**Work item:**
Please report every line in the entries that contains the string "constructing".

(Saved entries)
-.-.-
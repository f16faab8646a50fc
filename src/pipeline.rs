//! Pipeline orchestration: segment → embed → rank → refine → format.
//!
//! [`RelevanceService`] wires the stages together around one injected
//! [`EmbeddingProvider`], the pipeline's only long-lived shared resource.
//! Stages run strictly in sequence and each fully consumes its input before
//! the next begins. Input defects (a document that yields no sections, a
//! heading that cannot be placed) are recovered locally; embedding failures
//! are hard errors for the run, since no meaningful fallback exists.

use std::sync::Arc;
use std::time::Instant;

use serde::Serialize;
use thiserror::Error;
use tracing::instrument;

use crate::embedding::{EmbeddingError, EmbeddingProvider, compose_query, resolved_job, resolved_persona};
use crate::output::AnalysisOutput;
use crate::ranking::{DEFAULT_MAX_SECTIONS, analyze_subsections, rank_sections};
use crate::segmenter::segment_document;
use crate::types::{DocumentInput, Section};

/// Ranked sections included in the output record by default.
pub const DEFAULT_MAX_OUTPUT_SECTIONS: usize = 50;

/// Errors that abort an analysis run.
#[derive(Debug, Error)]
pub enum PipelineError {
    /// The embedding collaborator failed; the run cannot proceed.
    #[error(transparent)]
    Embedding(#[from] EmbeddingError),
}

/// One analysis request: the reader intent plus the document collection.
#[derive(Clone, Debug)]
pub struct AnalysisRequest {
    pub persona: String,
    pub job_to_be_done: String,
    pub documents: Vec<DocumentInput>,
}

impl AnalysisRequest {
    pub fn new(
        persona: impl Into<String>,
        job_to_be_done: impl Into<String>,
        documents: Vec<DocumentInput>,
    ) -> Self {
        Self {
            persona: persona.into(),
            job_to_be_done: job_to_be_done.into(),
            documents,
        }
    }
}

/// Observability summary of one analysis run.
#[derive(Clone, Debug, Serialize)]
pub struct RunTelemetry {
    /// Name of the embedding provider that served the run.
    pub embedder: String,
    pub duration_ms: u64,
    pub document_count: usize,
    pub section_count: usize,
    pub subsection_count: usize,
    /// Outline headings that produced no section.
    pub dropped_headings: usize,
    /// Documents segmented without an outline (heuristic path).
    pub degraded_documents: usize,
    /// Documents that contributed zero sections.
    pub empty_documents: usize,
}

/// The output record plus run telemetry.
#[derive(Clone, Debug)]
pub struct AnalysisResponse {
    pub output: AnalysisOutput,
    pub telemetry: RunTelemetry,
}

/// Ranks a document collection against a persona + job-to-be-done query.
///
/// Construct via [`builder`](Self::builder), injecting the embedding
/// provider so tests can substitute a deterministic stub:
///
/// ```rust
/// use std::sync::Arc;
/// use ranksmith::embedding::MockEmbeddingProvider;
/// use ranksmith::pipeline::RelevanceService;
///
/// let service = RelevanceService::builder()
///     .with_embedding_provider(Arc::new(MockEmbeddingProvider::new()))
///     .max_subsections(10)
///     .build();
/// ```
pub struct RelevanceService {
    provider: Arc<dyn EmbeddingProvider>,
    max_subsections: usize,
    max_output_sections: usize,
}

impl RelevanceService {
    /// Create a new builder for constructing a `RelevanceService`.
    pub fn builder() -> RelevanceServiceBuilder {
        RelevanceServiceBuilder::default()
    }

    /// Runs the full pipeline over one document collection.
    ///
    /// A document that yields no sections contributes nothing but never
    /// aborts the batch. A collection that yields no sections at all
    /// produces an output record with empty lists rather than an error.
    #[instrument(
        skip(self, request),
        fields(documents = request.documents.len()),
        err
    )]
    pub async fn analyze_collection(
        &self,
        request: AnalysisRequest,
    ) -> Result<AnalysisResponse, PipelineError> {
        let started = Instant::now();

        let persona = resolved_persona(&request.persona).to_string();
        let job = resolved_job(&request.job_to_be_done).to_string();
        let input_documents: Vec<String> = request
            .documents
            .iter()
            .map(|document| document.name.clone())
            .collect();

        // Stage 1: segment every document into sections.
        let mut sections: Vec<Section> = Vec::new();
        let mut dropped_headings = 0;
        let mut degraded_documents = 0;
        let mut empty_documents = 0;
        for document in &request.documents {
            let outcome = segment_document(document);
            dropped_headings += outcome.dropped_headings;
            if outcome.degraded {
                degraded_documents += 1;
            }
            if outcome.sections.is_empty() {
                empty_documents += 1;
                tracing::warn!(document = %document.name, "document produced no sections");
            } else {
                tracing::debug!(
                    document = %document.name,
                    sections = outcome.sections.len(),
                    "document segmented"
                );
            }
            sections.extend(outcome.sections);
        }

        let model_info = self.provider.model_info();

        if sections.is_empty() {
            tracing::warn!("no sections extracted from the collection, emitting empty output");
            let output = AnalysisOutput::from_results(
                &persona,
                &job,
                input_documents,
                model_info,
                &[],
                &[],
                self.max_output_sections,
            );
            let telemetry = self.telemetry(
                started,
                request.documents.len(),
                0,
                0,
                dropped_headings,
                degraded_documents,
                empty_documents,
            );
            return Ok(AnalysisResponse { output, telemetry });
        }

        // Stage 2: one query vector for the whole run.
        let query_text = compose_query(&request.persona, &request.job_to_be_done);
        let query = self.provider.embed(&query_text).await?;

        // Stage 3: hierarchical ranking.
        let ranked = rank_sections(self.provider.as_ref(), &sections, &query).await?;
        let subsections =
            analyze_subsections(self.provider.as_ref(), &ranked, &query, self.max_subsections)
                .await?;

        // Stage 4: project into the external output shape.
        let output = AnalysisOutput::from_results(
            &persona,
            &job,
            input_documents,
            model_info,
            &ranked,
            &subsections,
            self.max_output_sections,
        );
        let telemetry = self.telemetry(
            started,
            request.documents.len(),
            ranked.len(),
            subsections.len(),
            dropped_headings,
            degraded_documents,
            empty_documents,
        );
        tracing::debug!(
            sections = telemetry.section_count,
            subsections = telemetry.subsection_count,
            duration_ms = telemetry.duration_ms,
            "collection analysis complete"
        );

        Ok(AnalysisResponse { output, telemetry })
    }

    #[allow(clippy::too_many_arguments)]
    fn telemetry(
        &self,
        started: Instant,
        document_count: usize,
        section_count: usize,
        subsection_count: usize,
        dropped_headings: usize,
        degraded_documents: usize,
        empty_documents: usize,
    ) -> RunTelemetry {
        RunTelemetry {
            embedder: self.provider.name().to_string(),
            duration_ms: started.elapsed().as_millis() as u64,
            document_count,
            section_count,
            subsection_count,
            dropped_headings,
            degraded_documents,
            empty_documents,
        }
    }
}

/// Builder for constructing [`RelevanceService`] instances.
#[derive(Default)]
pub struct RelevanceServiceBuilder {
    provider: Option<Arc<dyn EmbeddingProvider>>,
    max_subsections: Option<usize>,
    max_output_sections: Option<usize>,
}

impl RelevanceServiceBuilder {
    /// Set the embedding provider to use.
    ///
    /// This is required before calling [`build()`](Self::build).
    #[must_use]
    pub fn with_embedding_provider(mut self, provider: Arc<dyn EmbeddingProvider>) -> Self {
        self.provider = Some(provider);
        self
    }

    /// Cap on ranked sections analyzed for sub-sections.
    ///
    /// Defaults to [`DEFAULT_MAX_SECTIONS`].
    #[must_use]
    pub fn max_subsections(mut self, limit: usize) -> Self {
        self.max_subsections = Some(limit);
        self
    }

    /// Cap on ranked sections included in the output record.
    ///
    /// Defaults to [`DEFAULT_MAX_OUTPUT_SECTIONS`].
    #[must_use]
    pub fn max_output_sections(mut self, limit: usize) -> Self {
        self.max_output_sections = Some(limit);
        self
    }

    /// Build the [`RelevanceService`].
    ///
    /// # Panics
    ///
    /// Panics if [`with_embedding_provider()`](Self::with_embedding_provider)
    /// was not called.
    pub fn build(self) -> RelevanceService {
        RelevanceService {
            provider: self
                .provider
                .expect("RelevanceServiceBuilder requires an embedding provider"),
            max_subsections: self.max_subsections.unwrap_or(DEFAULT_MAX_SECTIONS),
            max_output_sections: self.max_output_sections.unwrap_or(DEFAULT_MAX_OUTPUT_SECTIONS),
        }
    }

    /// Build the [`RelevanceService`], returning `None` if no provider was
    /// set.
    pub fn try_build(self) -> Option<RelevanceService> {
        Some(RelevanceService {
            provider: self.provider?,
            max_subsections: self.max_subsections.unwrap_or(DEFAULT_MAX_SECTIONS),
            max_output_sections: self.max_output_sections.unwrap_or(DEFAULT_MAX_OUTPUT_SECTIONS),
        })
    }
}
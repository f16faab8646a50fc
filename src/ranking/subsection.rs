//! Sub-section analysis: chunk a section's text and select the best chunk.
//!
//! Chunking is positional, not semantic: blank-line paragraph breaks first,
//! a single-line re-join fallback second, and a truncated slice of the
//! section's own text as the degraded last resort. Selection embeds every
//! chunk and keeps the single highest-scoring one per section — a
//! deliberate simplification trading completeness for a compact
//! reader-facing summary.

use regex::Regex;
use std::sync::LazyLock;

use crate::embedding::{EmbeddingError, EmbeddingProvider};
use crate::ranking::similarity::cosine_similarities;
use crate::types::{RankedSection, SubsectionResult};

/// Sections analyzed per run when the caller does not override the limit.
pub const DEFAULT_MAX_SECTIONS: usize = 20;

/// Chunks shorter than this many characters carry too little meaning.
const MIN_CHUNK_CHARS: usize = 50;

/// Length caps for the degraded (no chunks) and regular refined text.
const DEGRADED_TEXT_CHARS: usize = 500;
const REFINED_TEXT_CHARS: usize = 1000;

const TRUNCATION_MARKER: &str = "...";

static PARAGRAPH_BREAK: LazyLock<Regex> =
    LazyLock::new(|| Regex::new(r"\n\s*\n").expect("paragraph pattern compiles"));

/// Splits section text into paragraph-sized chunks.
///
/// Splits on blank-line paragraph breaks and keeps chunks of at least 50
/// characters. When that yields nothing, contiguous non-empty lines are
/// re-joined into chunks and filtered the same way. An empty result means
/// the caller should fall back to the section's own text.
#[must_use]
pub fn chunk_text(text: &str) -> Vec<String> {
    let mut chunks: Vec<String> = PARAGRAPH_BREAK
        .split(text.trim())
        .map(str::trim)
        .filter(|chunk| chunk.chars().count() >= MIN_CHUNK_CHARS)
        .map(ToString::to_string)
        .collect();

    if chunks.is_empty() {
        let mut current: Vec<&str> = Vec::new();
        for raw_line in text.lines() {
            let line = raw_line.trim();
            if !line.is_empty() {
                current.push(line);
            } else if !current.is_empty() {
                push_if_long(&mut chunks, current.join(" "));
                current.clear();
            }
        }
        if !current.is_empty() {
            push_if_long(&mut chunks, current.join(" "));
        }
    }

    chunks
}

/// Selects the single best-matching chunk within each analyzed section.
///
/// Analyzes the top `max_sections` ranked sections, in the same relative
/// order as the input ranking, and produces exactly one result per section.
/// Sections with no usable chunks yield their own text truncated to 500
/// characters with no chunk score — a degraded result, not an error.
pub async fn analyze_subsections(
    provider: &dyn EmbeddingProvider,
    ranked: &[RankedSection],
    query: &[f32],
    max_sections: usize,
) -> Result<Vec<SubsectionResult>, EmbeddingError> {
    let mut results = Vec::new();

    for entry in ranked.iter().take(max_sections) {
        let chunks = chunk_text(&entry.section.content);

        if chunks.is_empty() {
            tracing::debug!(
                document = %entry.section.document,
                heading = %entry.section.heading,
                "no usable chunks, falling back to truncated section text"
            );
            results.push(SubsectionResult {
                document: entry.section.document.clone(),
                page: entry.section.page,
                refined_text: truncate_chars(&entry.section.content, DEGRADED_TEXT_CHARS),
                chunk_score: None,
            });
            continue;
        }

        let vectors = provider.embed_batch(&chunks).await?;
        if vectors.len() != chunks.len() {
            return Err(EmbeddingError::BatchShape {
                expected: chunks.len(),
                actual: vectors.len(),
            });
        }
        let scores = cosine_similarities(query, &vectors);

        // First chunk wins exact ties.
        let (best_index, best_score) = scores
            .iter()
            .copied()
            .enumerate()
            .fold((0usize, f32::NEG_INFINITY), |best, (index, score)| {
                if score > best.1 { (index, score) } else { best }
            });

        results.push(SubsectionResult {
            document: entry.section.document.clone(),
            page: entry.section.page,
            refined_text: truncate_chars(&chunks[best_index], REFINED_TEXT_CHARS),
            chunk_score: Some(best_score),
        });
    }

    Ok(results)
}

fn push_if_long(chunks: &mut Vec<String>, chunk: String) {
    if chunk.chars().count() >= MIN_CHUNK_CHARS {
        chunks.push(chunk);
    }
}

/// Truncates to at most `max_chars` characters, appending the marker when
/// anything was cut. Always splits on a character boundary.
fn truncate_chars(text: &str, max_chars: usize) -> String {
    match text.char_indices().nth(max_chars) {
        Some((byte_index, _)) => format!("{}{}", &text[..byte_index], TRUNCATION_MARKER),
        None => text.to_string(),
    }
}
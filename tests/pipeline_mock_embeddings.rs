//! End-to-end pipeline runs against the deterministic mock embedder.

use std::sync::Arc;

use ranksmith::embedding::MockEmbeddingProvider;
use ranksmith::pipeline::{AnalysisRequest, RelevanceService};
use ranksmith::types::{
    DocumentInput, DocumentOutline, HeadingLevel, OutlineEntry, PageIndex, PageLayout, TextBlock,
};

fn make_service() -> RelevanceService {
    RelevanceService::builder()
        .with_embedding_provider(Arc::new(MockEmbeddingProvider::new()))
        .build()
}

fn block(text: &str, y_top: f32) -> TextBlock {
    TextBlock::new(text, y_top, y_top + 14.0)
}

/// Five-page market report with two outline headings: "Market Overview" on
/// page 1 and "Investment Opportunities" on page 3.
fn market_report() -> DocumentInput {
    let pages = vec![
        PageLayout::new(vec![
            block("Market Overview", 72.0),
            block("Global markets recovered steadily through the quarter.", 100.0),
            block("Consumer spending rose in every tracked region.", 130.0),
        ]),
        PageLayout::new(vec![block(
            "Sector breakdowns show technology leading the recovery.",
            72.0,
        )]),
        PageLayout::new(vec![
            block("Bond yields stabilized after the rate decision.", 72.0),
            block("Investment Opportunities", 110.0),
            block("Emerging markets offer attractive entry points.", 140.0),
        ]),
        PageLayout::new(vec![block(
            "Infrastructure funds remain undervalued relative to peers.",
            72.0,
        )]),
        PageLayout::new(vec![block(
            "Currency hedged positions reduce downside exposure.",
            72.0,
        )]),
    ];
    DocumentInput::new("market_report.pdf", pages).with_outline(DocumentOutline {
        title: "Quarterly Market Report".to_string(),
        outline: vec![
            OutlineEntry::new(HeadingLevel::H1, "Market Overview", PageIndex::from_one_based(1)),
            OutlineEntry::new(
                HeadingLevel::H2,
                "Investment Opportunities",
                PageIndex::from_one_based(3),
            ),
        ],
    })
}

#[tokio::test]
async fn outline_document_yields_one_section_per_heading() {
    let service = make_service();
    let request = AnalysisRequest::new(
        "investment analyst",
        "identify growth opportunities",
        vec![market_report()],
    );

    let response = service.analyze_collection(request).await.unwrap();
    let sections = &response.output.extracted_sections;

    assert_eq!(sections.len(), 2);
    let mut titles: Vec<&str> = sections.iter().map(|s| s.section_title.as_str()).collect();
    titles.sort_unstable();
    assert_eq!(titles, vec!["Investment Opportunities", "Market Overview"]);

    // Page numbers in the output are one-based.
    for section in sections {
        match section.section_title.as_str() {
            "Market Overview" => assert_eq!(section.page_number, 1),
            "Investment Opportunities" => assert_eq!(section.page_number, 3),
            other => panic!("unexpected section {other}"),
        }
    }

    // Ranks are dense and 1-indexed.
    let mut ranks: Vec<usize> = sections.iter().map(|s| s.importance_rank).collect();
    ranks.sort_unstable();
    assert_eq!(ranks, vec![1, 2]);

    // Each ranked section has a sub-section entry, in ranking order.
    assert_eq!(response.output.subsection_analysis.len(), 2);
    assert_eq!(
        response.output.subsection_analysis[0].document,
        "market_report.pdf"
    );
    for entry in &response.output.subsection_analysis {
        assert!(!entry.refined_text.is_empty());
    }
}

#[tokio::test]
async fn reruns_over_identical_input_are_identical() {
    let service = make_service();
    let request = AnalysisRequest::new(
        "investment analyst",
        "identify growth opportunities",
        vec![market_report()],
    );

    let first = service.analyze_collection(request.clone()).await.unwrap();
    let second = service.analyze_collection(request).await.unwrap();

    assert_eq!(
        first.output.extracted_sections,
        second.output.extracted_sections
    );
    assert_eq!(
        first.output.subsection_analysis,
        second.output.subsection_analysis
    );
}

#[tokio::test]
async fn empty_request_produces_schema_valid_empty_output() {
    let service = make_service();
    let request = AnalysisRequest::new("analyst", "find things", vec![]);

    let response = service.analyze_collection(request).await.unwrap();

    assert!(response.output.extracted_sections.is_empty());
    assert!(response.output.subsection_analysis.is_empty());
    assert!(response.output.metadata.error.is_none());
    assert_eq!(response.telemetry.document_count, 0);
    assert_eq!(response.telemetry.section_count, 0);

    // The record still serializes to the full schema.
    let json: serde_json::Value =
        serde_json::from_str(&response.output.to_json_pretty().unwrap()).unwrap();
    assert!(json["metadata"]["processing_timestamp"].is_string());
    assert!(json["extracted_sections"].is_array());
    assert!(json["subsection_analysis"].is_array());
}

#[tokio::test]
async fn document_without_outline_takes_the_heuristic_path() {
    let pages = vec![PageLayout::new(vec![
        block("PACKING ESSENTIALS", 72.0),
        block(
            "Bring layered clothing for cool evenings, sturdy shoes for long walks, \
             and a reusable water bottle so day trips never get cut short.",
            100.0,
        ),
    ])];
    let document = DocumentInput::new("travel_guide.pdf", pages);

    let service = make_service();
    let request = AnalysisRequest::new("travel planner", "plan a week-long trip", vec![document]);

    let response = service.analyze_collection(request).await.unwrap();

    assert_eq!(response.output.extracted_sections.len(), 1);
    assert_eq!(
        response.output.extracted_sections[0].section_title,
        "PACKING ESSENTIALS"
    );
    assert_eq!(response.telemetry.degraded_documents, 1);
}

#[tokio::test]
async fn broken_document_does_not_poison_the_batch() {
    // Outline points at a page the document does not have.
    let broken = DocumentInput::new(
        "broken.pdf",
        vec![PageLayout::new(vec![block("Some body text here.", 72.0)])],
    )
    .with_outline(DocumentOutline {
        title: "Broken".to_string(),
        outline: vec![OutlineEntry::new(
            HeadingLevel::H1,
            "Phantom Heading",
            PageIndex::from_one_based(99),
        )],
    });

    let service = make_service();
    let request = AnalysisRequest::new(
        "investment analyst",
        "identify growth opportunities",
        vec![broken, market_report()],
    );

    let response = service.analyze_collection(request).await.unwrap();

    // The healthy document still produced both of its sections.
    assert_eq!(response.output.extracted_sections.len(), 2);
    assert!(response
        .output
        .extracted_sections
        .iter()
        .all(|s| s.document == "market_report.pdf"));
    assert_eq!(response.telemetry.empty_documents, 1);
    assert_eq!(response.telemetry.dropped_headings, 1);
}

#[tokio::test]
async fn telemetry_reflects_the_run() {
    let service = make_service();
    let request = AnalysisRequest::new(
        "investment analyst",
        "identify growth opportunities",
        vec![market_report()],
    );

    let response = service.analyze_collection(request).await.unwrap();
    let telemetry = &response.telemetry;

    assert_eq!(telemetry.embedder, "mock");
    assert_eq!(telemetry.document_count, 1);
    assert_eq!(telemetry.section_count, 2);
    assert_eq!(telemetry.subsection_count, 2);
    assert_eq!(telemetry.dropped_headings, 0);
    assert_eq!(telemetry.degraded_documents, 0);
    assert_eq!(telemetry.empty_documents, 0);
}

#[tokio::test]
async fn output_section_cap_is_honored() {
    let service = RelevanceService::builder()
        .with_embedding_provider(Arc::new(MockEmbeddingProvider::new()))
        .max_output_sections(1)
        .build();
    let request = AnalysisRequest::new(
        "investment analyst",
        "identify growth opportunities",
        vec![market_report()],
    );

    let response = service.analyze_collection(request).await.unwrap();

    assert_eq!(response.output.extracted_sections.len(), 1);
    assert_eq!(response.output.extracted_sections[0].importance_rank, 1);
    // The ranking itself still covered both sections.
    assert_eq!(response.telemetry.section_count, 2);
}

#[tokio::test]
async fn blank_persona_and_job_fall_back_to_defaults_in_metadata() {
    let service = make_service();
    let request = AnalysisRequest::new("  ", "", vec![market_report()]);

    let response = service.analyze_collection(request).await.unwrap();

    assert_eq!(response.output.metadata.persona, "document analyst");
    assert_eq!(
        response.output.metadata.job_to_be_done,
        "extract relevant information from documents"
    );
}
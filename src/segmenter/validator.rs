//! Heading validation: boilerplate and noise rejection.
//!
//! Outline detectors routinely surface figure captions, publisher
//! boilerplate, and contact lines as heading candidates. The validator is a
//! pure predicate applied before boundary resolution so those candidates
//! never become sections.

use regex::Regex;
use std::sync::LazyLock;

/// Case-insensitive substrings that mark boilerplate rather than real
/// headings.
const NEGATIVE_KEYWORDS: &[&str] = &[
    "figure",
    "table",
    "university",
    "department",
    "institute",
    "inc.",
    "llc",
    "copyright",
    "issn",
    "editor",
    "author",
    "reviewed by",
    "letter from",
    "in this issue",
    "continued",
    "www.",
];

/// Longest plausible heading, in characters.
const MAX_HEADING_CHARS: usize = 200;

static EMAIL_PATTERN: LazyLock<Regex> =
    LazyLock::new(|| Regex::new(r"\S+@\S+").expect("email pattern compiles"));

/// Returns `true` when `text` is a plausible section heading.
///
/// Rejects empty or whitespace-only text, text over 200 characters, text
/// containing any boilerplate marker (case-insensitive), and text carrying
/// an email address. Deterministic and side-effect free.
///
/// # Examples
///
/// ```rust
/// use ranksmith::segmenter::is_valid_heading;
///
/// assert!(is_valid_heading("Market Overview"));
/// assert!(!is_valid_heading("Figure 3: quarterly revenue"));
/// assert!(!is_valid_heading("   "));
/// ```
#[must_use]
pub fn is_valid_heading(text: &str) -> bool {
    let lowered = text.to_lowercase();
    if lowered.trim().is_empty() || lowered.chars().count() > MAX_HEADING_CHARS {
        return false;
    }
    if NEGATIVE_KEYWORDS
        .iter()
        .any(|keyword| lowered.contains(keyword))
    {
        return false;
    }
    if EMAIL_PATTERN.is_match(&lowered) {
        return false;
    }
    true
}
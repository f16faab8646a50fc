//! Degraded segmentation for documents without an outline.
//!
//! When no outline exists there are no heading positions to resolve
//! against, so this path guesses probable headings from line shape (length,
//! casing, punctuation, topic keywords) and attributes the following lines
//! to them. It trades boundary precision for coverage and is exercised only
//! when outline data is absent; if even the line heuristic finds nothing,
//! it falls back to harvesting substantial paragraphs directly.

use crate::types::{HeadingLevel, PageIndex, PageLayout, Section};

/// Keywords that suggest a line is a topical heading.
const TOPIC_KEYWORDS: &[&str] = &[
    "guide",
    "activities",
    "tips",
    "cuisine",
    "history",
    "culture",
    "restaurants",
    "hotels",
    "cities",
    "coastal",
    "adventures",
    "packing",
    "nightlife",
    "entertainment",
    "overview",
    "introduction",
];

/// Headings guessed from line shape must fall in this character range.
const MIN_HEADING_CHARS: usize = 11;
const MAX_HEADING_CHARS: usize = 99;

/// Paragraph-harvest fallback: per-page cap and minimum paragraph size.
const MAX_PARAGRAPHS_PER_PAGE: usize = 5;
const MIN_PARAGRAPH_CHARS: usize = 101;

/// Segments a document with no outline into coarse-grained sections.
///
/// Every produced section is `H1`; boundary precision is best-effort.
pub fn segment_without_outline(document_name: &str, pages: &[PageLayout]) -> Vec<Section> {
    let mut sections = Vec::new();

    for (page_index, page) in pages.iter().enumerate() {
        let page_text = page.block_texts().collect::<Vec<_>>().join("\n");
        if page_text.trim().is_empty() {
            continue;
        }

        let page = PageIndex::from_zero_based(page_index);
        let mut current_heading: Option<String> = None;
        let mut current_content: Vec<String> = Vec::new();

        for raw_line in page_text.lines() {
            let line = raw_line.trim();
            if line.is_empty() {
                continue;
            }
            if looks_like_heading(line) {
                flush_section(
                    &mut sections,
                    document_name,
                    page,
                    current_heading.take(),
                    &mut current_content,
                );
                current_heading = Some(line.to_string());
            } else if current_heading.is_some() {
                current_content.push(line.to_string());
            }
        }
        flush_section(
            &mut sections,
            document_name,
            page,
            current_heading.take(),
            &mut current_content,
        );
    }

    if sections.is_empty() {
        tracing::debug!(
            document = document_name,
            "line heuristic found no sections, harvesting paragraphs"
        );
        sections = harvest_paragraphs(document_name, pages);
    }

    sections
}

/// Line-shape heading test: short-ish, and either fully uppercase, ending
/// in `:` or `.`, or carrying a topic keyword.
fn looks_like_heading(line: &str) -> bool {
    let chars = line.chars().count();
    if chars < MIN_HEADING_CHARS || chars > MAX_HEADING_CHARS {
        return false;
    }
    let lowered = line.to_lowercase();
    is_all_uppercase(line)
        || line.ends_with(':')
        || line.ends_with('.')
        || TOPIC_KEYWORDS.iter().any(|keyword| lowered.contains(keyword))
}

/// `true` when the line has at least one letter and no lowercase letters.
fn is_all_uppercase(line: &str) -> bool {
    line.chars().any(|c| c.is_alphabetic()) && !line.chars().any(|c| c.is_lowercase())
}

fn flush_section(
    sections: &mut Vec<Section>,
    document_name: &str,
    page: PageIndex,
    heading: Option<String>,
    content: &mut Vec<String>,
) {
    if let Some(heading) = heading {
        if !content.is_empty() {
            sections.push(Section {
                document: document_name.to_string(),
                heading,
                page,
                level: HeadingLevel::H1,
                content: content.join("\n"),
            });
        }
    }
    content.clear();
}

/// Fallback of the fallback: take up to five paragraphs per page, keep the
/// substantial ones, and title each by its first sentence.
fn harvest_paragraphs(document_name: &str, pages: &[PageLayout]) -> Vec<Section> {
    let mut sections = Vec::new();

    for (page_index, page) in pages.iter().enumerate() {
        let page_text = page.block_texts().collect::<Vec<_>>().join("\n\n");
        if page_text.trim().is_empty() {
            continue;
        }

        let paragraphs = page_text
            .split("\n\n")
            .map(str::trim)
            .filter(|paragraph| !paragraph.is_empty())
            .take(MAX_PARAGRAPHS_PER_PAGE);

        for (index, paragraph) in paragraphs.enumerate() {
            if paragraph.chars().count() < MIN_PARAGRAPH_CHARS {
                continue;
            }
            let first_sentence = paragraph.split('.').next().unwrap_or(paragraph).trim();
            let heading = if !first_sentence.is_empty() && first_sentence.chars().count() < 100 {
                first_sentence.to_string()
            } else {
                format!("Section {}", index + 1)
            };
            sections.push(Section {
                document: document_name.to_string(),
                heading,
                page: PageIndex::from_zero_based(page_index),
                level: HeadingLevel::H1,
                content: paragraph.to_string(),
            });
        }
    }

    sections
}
-.-.-
**Result:**
    /// Create a new builder for constructing a `RelevanceService`.
/// Builder for constructing [`RelevanceService`] instances.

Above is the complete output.